When we multiply conjugates involving radicals, we use the pattern:
\[(a - b)(a + b) = a^2 - b^2\]For example:
\[(x - \sqrt{3})(x + \sqrt{3}) = x^2 - (\sqrt{3})^2 = x^2 - 3\](c) Simplify \(\displaystyle\frac{4}{x + \sqrt{3}} \cdot \frac{x - \sqrt{3}}{x - \sqrt{3}}\)
We multiply the numerator and denominator by the conjugate of the denominator:
\[ \frac{4}{x + \sqrt{3}} \cdot \frac{x - \sqrt{3}}{x - \sqrt{3}} = \frac{4(x - \sqrt{3})}{(x + \sqrt{3})(x - \sqrt{3})} \]Using the difference of squares formula in the denominator:
\[= \frac{4(x - \sqrt{3})}{x^2 - 3}\](d) Simplify \(\displaystyle\frac{5 - x}{\sqrt{x} + \sqrt{5}} \cdot \frac{\sqrt{x} - \sqrt{5}}{\sqrt{x} - \sqrt{5}}\)
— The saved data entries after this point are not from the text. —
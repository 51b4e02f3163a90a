use std::path::PathBuf;
use std::time::Duration;
use thiserror::Error;
use url::Url;

pub const DEFAULT_BASE_URL: &str = "http://127.0.0.1:5000/";
pub const DEFAULT_AUTOSAVE_SECS: u64 = 30;

const BASE_URL_VAR: &str = "HEROTOPIA_BASE_URL";
const DATA_DIR_VAR: &str = "HEROTOPIA_DATA_DIR";
const AUTOSAVE_VAR: &str = "HEROTOPIA_AUTOSAVE_SECS";

#[derive(Debug, Error)]
pub enum ConfigError {
    #[error("HEROTOPIA_BASE_URL is not a valid URL ({value}): {source}")]
    BaseUrl {
        value: String,
        #[source]
        source: url::ParseError,
    },
    #[error("HEROTOPIA_BASE_URL must use http or https, got {0}")]
    Scheme(String),
    #[error("HEROTOPIA_AUTOSAVE_SECS must be a positive number of seconds, got {0:?}")]
    Autosave(String),
}

#[derive(Debug, Clone)]
pub struct AppConfig {
    pub base_url: Url,
    pub data_dir: PathBuf,
    pub download_dir: PathBuf,
    pub autosave_interval: Duration,
}

impl AppConfig {
    pub fn from_env() -> Result<Self, ConfigError> {
        Self::from_lookup(|name| std::env::var(name).ok())
    }

    fn from_lookup(lookup: impl Fn(&str) -> Option<String>) -> Result<Self, ConfigError> {
        let base_url = parse_base_url(
            lookup(BASE_URL_VAR)
                .as_deref()
                .unwrap_or(DEFAULT_BASE_URL),
        )?;

        let data_dir = lookup(DATA_DIR_VAR)
            .filter(|value| !value.trim().is_empty())
            .map(PathBuf::from)
            .unwrap_or_else(default_data_dir);

        let autosave_interval = match lookup(AUTOSAVE_VAR) {
            Some(raw) => match raw.trim().parse::<u64>() {
                Ok(secs) if secs > 0 => Duration::from_secs(secs),
                _ => return Err(ConfigError::Autosave(raw)),
            },
            None => Duration::from_secs(DEFAULT_AUTOSAVE_SECS),
        };

        let download_dir = directories::UserDirs::new()
            .and_then(|dirs| dirs.download_dir().map(PathBuf::from))
            .unwrap_or_else(|| data_dir.join("downloads"));

        Ok(Self {
            base_url,
            data_dir,
            download_dir,
            autosave_interval,
        })
    }
}

/// Parses the backend root, forcing a trailing slash so endpoints join
/// below it instead of replacing its last segment.
fn parse_base_url(raw: &str) -> Result<Url, ConfigError> {
    let trimmed = raw.trim();
    let with_slash = if trimmed.ends_with('/') {
        trimmed.to_string()
    } else {
        format!("{trimmed}/")
    };
    let url = Url::parse(&with_slash).map_err(|source| ConfigError::BaseUrl {
        value: raw.to_string(),
        source,
    })?;
    match url.scheme() {
        "http" | "https" => Ok(url),
        other => Err(ConfigError::Scheme(other.to_string())),
    }
}

fn default_data_dir() -> PathBuf {
    if let Some(dirs) = directories::ProjectDirs::from("org", "Herotopia", "Herotopia") {
        return dirs.data_dir().to_path_buf();
    }
    directories::BaseDirs::new()
        .map(|dirs| dirs.home_dir().to_path_buf())
        .unwrap_or_else(|| PathBuf::from("."))
        .join(".herotopia")
}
We multiply by the conjugate of the denominator:
\[ \frac{5 - x}{\sqrt{x} + \sqrt{5}} \cdot \frac{\sqrt{x} - \sqrt{5}}{\sqrt{x} - \sqrt{5}} = \frac{(5-x)(\sqrt{x} - \sqrt{5})}{(\sqrt{x} + \sqrt{5})(\sqrt{x} - \sqrt{5})} \]The denominator simplifies using the difference of squares:
\[(\sqrt{x})^2 - (\sqrt{5})^2 = x - 5\]So we have:
\[= \frac{(5-x)(\sqrt{x} - \sqrt{5})}{x - 5}\]Notice that \(5 - x = -(x - 5)\), so:
\[ = \frac{-(x-5)(\sqrt{x} - \sqrt{5})}{x - 5} = -(\sqrt{x} - \sqrt{5}) = -\sqrt{x} + \sqrt{5} = \sqrt{5} - \sqrt{x} \]When \(a \geq 0\), we have \(\sqrt{a^2} = a\).
But what happens if \(a < 0\)? For example, if \(a = -4\), then:
\[(\sqrt{a})^2 = \sqrt{(-4)^2} = \sqrt{16} = 4\]In general, for any \(x\) (positive or negative):
\[\sqrt{x^2} = |x|\]where \(|x|\) denotes the absolute value of \(x\).
(a) Simplify \(\sqrt{\frac{24x^3}{6x}}\)
First, simplify the fraction under the radical:
\[ \sqrt{\frac{24x^3}{6x}} = \sqrt{\frac{24}{6} \cdot \frac{x^3}{x}} = \sqrt{4 \cdot x^2} = \sqrt{4} \cdot \sqrt{x^2} = 2x \](b) Simplify \(\sqrt{\frac{11x}{4x^3}}\)
Simplify the fraction under the radical:
\[ \sqrt{\frac{11x}{4x^3}} = \sqrt{\frac{11}{4x^2}} = \frac{\sqrt{11}}{\sqrt{4x^2}} = \frac{\sqrt{11}}{2x} \](a) Simplify \(\displaystyle\frac{3}{\sqrt{x+1} - 2}\)
Multiply the numerator and denominator by the conjugate \(\sqrt{x+1} + 2\):
\[ \frac{3}{\sqrt{x+1} - 2} \cdot \frac{\sqrt{x+1} + 2}{\sqrt{x+1} + 2} = \frac{3(\sqrt{x+1} + 2)}{(\sqrt{x+1})^2 - 4} \] \[= \frac{3(\sqrt{x+1} + 2)}{x + 1 - 4} = \frac{3(\sqrt{x+1} + 2)}{x - 3}\](b) Simplify \(\displaystyle\frac{4}{\sqrt{x-1} + \sqrt{x+2}}\)
Multiply by the conjugate \(\sqrt{x-1} - \sqrt{x+2}\):
\[ \frac{4}{\sqrt{x-1} + \sqrt{x+2}} \cdot \frac{\sqrt{x-1} - \sqrt{x+2}}{\sqrt{x-1} - \sqrt{x+2}} \] \[ = \frac{4(\sqrt{x-1} - \sqrt{x+2})}{(\sqrt{x-1})^2 - (\sqrt{x+2})^2} = \frac{4(\sqrt{x-1} - \sqrt{x+2})}{(x-1) - (x+2)} \] \[ = \frac{4(\sqrt{x-1} - \sqrt{x+2})}{x - 1 - x - 2} = \frac{4(\sqrt{x-1} - \sqrt{x+2})}{-3} = -\frac{4(\sqrt{x-1} - \sqrt{x+2})}{3} \]When simplifying radical expressions, always look for perfect squares that can be factored out from under the radical. When radicals appear in denominators, use the conjugate technique to rationalize. Remember that the conjugate method works because multiplying conjugates produces a difference of squares, which eliminates the radical terms.